(Stored data entries)
* * * * * * *
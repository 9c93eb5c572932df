//! Telemetry utilities for handler timing and span construction.

use std::time::Instant;

/// Guard for timing one handler invocation.
///
/// Records the latency for the message kind when dropped.
pub struct HandlerTimer {
    kind: &'static str,
    start: Instant,
}

impl HandlerTimer {
    pub fn new(kind: &'static str) -> Self {
        Self {
            kind,
            start: Instant::now(),
        }
    }
}

impl Drop for HandlerTimer {
    fn drop(&mut self) {
        let duration = self.start.elapsed().as_secs_f64();
        crate::metrics::record_message(self.kind, duration);
    }
}

/// Standardized span constructors.
pub mod spans {
    use tracing::{Span, info_span};
    use uuid::Uuid;

    /// Span covering every task of one client connection.
    pub fn connection(user_id: &str, conn_id: Uuid) -> Span {
        info_span!("connection", user_id = %user_id, conn_id = %conn_id)
    }

    /// Span for one handled message.
    pub fn message(kind: &str) -> Span {
        info_span!("message", kind = %kind)
    }
}
//! Notification read/delete handlers.

use super::Context;
use crate::error::{HandlerError, HandlerResult};
use crate::protocol::NotificationTarget;

pub async fn mark_read(ctx: &Context, p: NotificationTarget) -> HandlerResult {
    if !ctx
        .db
        .notifications()
        .mark_read(&p.notification_id, &ctx.user_id)
        .await?
    {
        return Err(HandlerError::NotificationNotFound);
    }
    ctx.success("notification marked as read");
    Ok(())
}

pub async fn delete(ctx: &Context, p: NotificationTarget) -> HandlerResult {
    if !ctx
        .db
        .notifications()
        .delete(&p.notification_id, &ctx.user_id)
        .await?
    {
        return Err(HandlerError::NotificationNotFound);
    }
    ctx.success("notification deleted");
    Ok(())
}
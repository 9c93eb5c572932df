//! Integration tests for the client connection lifecycle.
//!
//! Covers upgrade and authentication, protocol errors that keep the connection
//! open, reconnect replacement, presence and server shutdown.

mod common;

use common::{TestClient, TestServer};
use serde_json::json;
use std::time::Duration;
use tokio_tungstenite::tungstenite::protocol::frame::coding::CloseCode;

#[tokio::test]
async fn test_bad_frames_keep_connection_open() {
    let server = TestServer::spawn().await.expect("Failed to spawn test server");
    let mut alice = TestClient::connect(&server.url(), "alice")
        .await
        .expect("Failed to connect");

    alice.send_raw("this is not json").await.expect("send");
    let reply = alice.recv().await.expect("reply");
    assert_eq!(reply["type"], "error");
    assert_eq!(reply["code"], "invalid_json");

    alice.send("poke", json!({})).await.expect("send");
    let reply = alice.recv().await.expect("reply");
    assert_eq!(reply["code"], "unknown_kind");

    alice
        .send("follow_request", json!({ "wrong": "field" }))
        .await
        .expect("send");
    let reply = alice.recv().await.expect("reply");
    assert_eq!(reply["code"], "invalid_payload");

    // Still connected and still dispatching.
    alice
        .send("unfollow", json!({ "recipient_Id": "bob" }))
        .await
        .expect("send");
    let reply = alice.recv().await.expect("reply");
    assert_eq!(reply["code"], "not_following");
    assert!(server.hub.is_online("alice"));
}

#[tokio::test]
async fn test_missing_credentials_closed_with_policy_violation() {
    let server = TestServer::spawn().await.expect("Failed to spawn test server");

    let mut anonymous = TestClient::connect_anonymous(&server.url())
        .await
        .expect("upgrade completes before authentication");
    let frame = anonymous.expect_close().await.expect("close");
    assert_eq!(frame.map(|f| f.code), Some(CloseCode::Policy));

    let mut stranger = TestClient::connect(&server.url(), "mallory")
        .await
        .expect("upgrade completes before authentication");
    let frame = stranger.expect_close().await.expect("close");
    assert_eq!(frame.map(|f| f.code), Some(CloseCode::Policy));

    assert_eq!(server.hub.stats().registrations, 0);
}

#[tokio::test]
async fn test_wrong_path_is_rejected_during_handshake() {
    let server = TestServer::spawn().await.expect("Failed to spawn test server");
    let result = TestClient::connect(&server.url_with_path("/chat"), "alice").await;
    assert!(result.is_err(), "upgrade on an unknown path must fail");
}

#[tokio::test]
async fn test_disallowed_origin_is_rejected() {
    let server = TestServer::spawn_with(|config| {
        config.listen.allow_origins = vec!["https://social.example".to_string()];
    })
    .await
    .expect("Failed to spawn test server");

    // tungstenite clients send no Origin header; only listed origins pass.
    let result = TestClient::connect(&server.url(), "alice").await;
    assert!(result.is_err());
}

#[tokio::test]
async fn test_reconnect_replaces_previous_connection() {
    let server = TestServer::spawn().await.expect("Failed to spawn test server");
    let mut first = TestClient::connect(&server.url(), "alice")
        .await
        .expect("first connection");
    server.wait_online("alice", true).await.expect("online");

    let mut second = TestClient::connect(&server.url(), "alice")
        .await
        .expect("second connection");

    let frame = first.expect_close().await.expect("old connection closed");
    assert_eq!(frame.map(|f| f.code), Some(CloseCode::Away));

    let stats = server.hub.stats();
    assert_eq!(stats.replacements, 1);
    assert_eq!(stats.live_clients, 1);

    // The old connection's late cleanup must not evict the new one.
    tokio::time::sleep(Duration::from_millis(100)).await;
    assert!(server.hub.is_online("alice"));
    second
        .send("unfollow", json!({ "recipient_Id": "bob" }))
        .await
        .expect("send");
    assert_eq!(second.recv().await.expect("reply")["code"], "not_following");
}

#[tokio::test]
async fn test_presence_online_and_offline() {
    let server = TestServer::spawn().await.expect("Failed to spawn test server");
    let mut alice = TestClient::connect(&server.url(), "alice")
        .await
        .expect("alice");
    server.wait_online("alice", true).await.expect("online");

    let bob = TestClient::connect(&server.url(), "bob").await.expect("bob");
    let online = alice.recv().await.expect("presence");
    assert_eq!(online["type"], "presence");
    assert_eq!(online["data"]["user_id"], "bob");
    assert_eq!(online["data"]["status"], "online");

    bob.close().await.expect("close");
    let offline = alice.recv().await.expect("presence");
    assert_eq!(offline["data"]["user_id"], "bob");
    assert_eq!(offline["data"]["status"], "offline");
    server.wait_online("bob", false).await.expect("offline");
}

#[tokio::test]
async fn test_oversized_frame_closes_connection() {
    let server = TestServer::spawn().await.expect("Failed to spawn test server");
    let mut alice = TestClient::connect(&server.url(), "alice")
        .await
        .expect("Failed to connect");
    server.wait_online("alice", true).await.expect("online");

    let huge = "x".repeat(4096);
    let _ = alice
        .send("private_message", json!({ "recipient_Id": "bob", "message": huge }))
        .await;

    let _ = alice.expect_close().await;
    server.wait_online("alice", false).await.expect("unregistered");
    assert!(
        server
            .db
            .messages()
            .private_history("alice", "bob")
            .await
            .expect("history")
            .is_empty()
    );
}

#[tokio::test]
async fn test_rate_limit_rejects_excess_frames() {
    let server = TestServer::spawn_with(|config| {
        config.limits.messages_per_second = 1;
        config.limits.burst = 2;
    })
    .await
    .expect("Failed to spawn test server");
    let mut alice = TestClient::connect(&server.url(), "alice")
        .await
        .expect("Failed to connect");

    for _ in 0..5 {
        alice
            .send("unfollow", json!({ "recipient_Id": "bob" }))
            .await
            .expect("send");
    }
    let codes: Vec<_> = {
        let mut codes = Vec::new();
        for _ in 0..5 {
            let frame = alice.recv().await.expect("reply");
            codes.push(frame["code"].as_str().unwrap_or_default().to_string());
        }
        codes
    };
    assert!(codes.iter().any(|c| c == "rate_limited"));
    assert!(codes.iter().any(|c| c == "not_following"));
}

#[tokio::test]
async fn test_server_shutdown_disconnects_clients() {
    let server = TestServer::spawn().await.expect("Failed to spawn test server");
    let mut alice = TestClient::connect(&server.url(), "alice")
        .await
        .expect("Failed to connect");
    server.wait_online("alice", true).await.expect("online");

    server.stop().await.expect("stop");

    let frame = alice.expect_close().await.expect("close");
    assert_eq!(frame.map(|f| f.code), Some(CloseCode::Away));
}
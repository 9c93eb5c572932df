//! Follow graph handlers.
//!
//! A follow edge runs from follower to followed user. Following a public profile
//! is accepted immediately; a private profile gets a pending request that the
//! owner answers. A request can be sent again only after it was declined.

use super::Context;
use crate::db::NewNotification;
use crate::error::{HandlerError, HandlerResult};
use crate::protocol::{Decision, FollowResponse, RequestStatus, ServerMessage, UserTarget};
use serde_json::json;

pub async fn request(ctx: &Context, p: UserTarget) -> HandlerResult {
    let target = p.recipient_id.as_str();
    ctx.ensure_not_self(target, "follow")?;

    let is_public = ctx
        .db
        .users()
        .is_public(target)
        .await?
        .ok_or(HandlerError::UserNotFound)?;

    match ctx.db.follows().status(&ctx.user_id, target).await? {
        Some(RequestStatus::Pending) => return Err(HandlerError::RequestAlreadySent),
        Some(RequestStatus::Accepted) => return Err(HandlerError::AlreadyFollowing),
        Some(RequestStatus::Declined) | None => {}
    }

    let actor = ctx.actor().await?;
    let (status, kind, message) = if is_public {
        (
            RequestStatus::Accepted,
            "new_follower",
            format!("{} started following you", actor.nickname),
        )
    } else {
        (
            RequestStatus::Pending,
            "follow_request",
            format!("{} wants to follow you", actor.nickname),
        )
    };

    ctx.db.follows().upsert(&ctx.user_id, target, status).await?;
    let notification_id = ctx
        .db
        .notifications()
        .insert(&NewNotification {
            actor_id: &ctx.user_id,
            recipient_id: target,
            group_id: None,
            kind,
            message,
            entity_id: Some(&ctx.user_id),
            entity_type: Some("user"),
        })
        .await?;

    let data = json!({ "follower_id": ctx.user_id, "notification_id": notification_id });
    if is_public {
        ctx.hub.notify(target, &ServerMessage::info(kind, Some(actor), data));
        ctx.success("now following");
    } else {
        ctx.hub.notify(target, &ServerMessage::action(kind, Some(actor), data));
        ctx.success("follow request sent");
    }
    Ok(())
}

/// The followed user answers a pending request from `recipient_id`.
pub async fn respond(ctx: &Context, p: FollowResponse) -> HandlerResult {
    let requester = p.recipient_id.as_str();
    ctx.ensure_not_self(requester, "answer")?;

    let answered = ctx
        .db
        .follows()
        .transition(
            requester,
            &ctx.user_id,
            RequestStatus::Pending,
            p.status.as_status(),
        )
        .await?;
    if !answered {
        return Err(HandlerError::NoPendingRequest);
    }

    let actor = ctx.actor().await?;
    let (kind, message) = match p.status {
        Decision::Accepted => (
            "follow_accepted",
            format!("{} accepted your follow request", actor.nickname),
        ),
        Decision::Declined => (
            "follow_declined",
            format!("{} declined your follow request", actor.nickname),
        ),
    };

    ctx.db
        .notifications()
        .insert(&NewNotification {
            actor_id: &ctx.user_id,
            recipient_id: requester,
            group_id: None,
            kind,
            message,
            entity_id: Some(&ctx.user_id),
            entity_type: Some("user"),
        })
        .await?;

    ctx.hub.notify(
        requester,
        &ServerMessage::info(kind, Some(actor), json!({ "user_id": ctx.user_id })),
    );
    ctx.success(format!("follow request {}", p.status.as_status().as_str()));
    Ok(())
}

/// Withdraw a pending request and the unread notification that announced it.
pub async fn cancel(ctx: &Context, p: UserTarget) -> HandlerResult {
    let target = p.recipient_id.as_str();
    ctx.ensure_not_self(target, "cancel a follow request to")?;

    let removed = ctx
        .db
        .follows()
        .delete(&ctx.user_id, target, RequestStatus::Pending)
        .await?;
    if !removed {
        return Err(HandlerError::NoPendingRequest);
    }
    ctx.db
        .notifications()
        .retract_unread(&ctx.user_id, target, "follow_request", Some(&ctx.user_id))
        .await?;

    let actor = ctx.actor().await?;
    ctx.hub.notify(
        target,
        &ServerMessage::info(
            "follow_request_cancelled",
            Some(actor),
            json!({ "follower_id": ctx.user_id }),
        ),
    );
    ctx.success("follow request cancelled");
    Ok(())
}

pub async fn unfollow(ctx: &Context, p: UserTarget) -> HandlerResult {
    let target = p.recipient_id.as_str();
    ctx.ensure_not_self(target, "unfollow")?;

    let removed = ctx
        .db
        .follows()
        .delete(&ctx.user_id, target, RequestStatus::Accepted)
        .await?;
    if !removed {
        return Err(HandlerError::NotFollowing);
    }
    ctx.success("unfollowed");
    Ok(())
}
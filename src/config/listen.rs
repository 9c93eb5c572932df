//! WebSocket listener configuration.

use serde::Deserialize;
use std::net::SocketAddr;

/// WebSocket listener configuration.
#[derive(Debug, Clone, Deserialize)]
pub struct ListenConfig {
    /// Address to bind to (e.g., "0.0.0.0:8080").
    #[serde(default = "default_address")]
    pub address: SocketAddr,
    /// Request path accepted for the upgrade (e.g., "/ws").
    #[serde(default = "default_path")]
    pub path: String,
    /// Allowed origins for the upgrade request (empty = allow all).
    #[serde(default)]
    pub allow_origins: Vec<String>,
}

impl Default for ListenConfig {
    fn default() -> Self {
        Self {
            address: default_address(),
            path: default_path(),
            allow_origins: Vec::new(),
        }
    }
}

impl ListenConfig {
    /// Whether an upgrade request from `origin` may proceed.
    pub fn origin_allowed(&self, origin: Option<&str>) -> bool {
        if self.allow_origins.is_empty() {
            return true;
        }
        match origin {
            Some(origin) => self.allow_origins.iter().any(|a| a == origin || a == "*"),
            None => false,
        }
    }
}

fn default_address() -> SocketAddr {
    SocketAddr::from(([0, 0, 0, 0], 8080))
}

fn default_path() -> String {
    "/ws".to_string()
}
* * * * * * *
* ABOUT THIS TASK *
Among the lines above, which hold the word "Context"? Report each one.

* RESPONSE AREA *
use super::Context;
pub async fn mark_read(ctx: &Context, p: NotificationTarget) -> HandlerResult {
pub async fn delete(ctx: &Context, p: NotificationTarget) -> HandlerResult {
use super::Context;
pub async fn request(ctx: &Context, p: UserTarget) -> HandlerResult {
pub async fn respond(ctx: &Context, p: FollowResponse) -> HandlerResult {
pub async fn cancel(ctx: &Context, p: UserTarget) -> HandlerResult {
pub async fn unfollow(ctx: &Context, p: UserTarget) -> HandlerResult {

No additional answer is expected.